Fig. 7.

CHP improves mitochondrial function in hepatocytes.

(A) Respiratory quotient during the night, as measured at age 18 weeks (n = 7–8). (B) Complex I and II activity, normalised on protein content, in mitochondria isolated from fresh liver tissue (n = 7–8). (C) Relative mtDNA levels in mice receiving a WD, calculated as 16S mitochondrial gene expression normalised against hexokinase gene (n = 5). (D) Oxygen consumption of AML12 cells treated with 50 nM CHP for 4 h, when measuring respiration in basal, maximal, or leak state.
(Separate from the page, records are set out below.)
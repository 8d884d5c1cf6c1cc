//! NVS (Non-Volatile Storage) settings adapter.
//!
//! Persists [`UserSettings`] as a single postcard blob under the `swell`
//! namespace.  NVS commits are atomic, so a power cut mid-save leaves the
//! previous blob intact.  Values are sanitized on load — out-of-range data
//! from an older firmware is corrected, never rejected.
//!
//! The host backend keeps the blob in memory, which is all the integration
//! tests and simulation need.

use log::info;

use crate::app::ports::{SettingsError, SettingsPort};
use crate::config::UserSettings;

const NVS_NAMESPACE: &str = "swell";
const SETTINGS_KEY: &str = "settings";

/// Upper bound for the encoded settings blob.
const MAX_BLOB_SIZE: usize = 256;

// ---------------------------------------------------------------------------
// ESP-IDF backend
// ---------------------------------------------------------------------------

#[cfg(feature = "espidf")]
mod esp {
    use core::cell::RefCell;

    use esp_idf_svc::nvs::{EspNvs, EspNvsPartition, NvsDefault};
    use log::{info, warn};

    use super::{SettingsError, SettingsPort, UserSettings, MAX_BLOB_SIZE, NVS_NAMESPACE, SETTINGS_KEY};

    pub struct NvsSettings {
        nvs: RefCell<EspNvs<NvsDefault>>,
    }

    impl NvsSettings {
        /// Open (or create) the settings namespace on the default partition.
        pub fn new(partition: EspNvsPartition<NvsDefault>) -> Result<Self, SettingsError> {
            let nvs = EspNvs::new(partition, NVS_NAMESPACE, true).map_err(|e| {
                warn!("NVS namespace open failed: {e}");
                SettingsError::IoError
            })?;
            info!("NVS settings store ready (namespace '{NVS_NAMESPACE}')");
            Ok(Self {
                nvs: RefCell::new(nvs),
            })
        }
    }

    impl SettingsPort for NvsSettings {
        fn load(&self) -> Result<UserSettings, SettingsError> {
            let mut buf = [0u8; MAX_BLOB_SIZE];
            let blob = self
                .nvs
                .borrow()
                .get_blob(SETTINGS_KEY, &mut buf)
                .map_err(|_| SettingsError::IoError)?;
            let Some(bytes) = blob else {
                return Err(SettingsError::NotFound);
            };
            let mut settings: UserSettings =
                postcard::from_bytes(bytes).map_err(|_| SettingsError::Corrupted)?;
            settings.sanitize();
            Ok(settings)
        }

        fn save(&self, settings: &UserSettings) -> Result<(), SettingsError> {
            let bytes =
                postcard::to_allocvec(settings).map_err(|_| SettingsError::IoError)?;
            self.nvs
                .borrow_mut()
                .set_blob(SETTINGS_KEY, &bytes)
                .map_err(|e| {
                    warn!("settings write failed: {e}");
                    SettingsError::IoError
                })?;
            info!("settings saved to NVS ({} bytes)", bytes.len());
            Ok(())
        }
    }
}

#[cfg(feature = "espidf")]
pub use esp::NvsSettings;

// ---------------------------------------------------------------------------
// Host backend
// ---------------------------------------------------------------------------

/// In-memory settings store for host builds.
#[cfg(not(feature = "espidf"))]
pub struct NvsSettings {
    blob: core::cell::RefCell<Option<Vec<u8>>>,
}

#[cfg(not(feature = "espidf"))]
impl NvsSettings {
    pub fn new() -> Self {
        info!("NVS settings store: simulation backend");
        Self {
            blob: core::cell::RefCell::new(None),
        }
    }
}

#[cfg(not(feature = "espidf"))]
impl Default for NvsSettings {
    fn default() -> Self {
        Self::new()
    }
}

#[cfg(not(feature = "espidf"))]
impl SettingsPort for NvsSettings {
    fn load(&self) -> Result<UserSettings, SettingsError> {
        let blob = self.blob.borrow();
        let Some(bytes) = blob.as_deref() else {
            return Err(SettingsError::NotFound);
        };
        if bytes.len() > MAX_BLOB_SIZE {
            return Err(SettingsError::Corrupted);
        }
        let mut settings: UserSettings =
            postcard::from_bytes(bytes).map_err(|_| SettingsError::Corrupted)?;
        settings.sanitize();
        Ok(settings)
    }

    fn save(&self, settings: &UserSettings) -> Result<(), SettingsError> {
        let bytes = postcard::to_allocvec(settings).map_err(|_| SettingsError::IoError)?;
        *self.blob.borrow_mut() = Some(bytes);
        Ok(())
    }
}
OCR is normalised by protein content (n = 22–24). (E) Basal and maximal respiration as extracted from panel D. (F) Complex I and II activity in AML12 cells treated with 50 nM CHP (n = 23). One-way ANOVA, followed by Dunnett’s multiple comparison test vs. WD group (A) or unpaired t-test (B, C, E, F) were used for statistical analysis. ∗p <0.05; ∗∗∗p <0.001; ∗∗∗∗p <0.0001. AML12, alpha mouse liver 12; CHP, cyclo(His-Pro); FCCP, carbonyl cyanide-p-trifluoromethoxyphenylhydrazone; mtDNA, mitochondrial DNA; OCR, oxygen consumption rate; WD, western diet.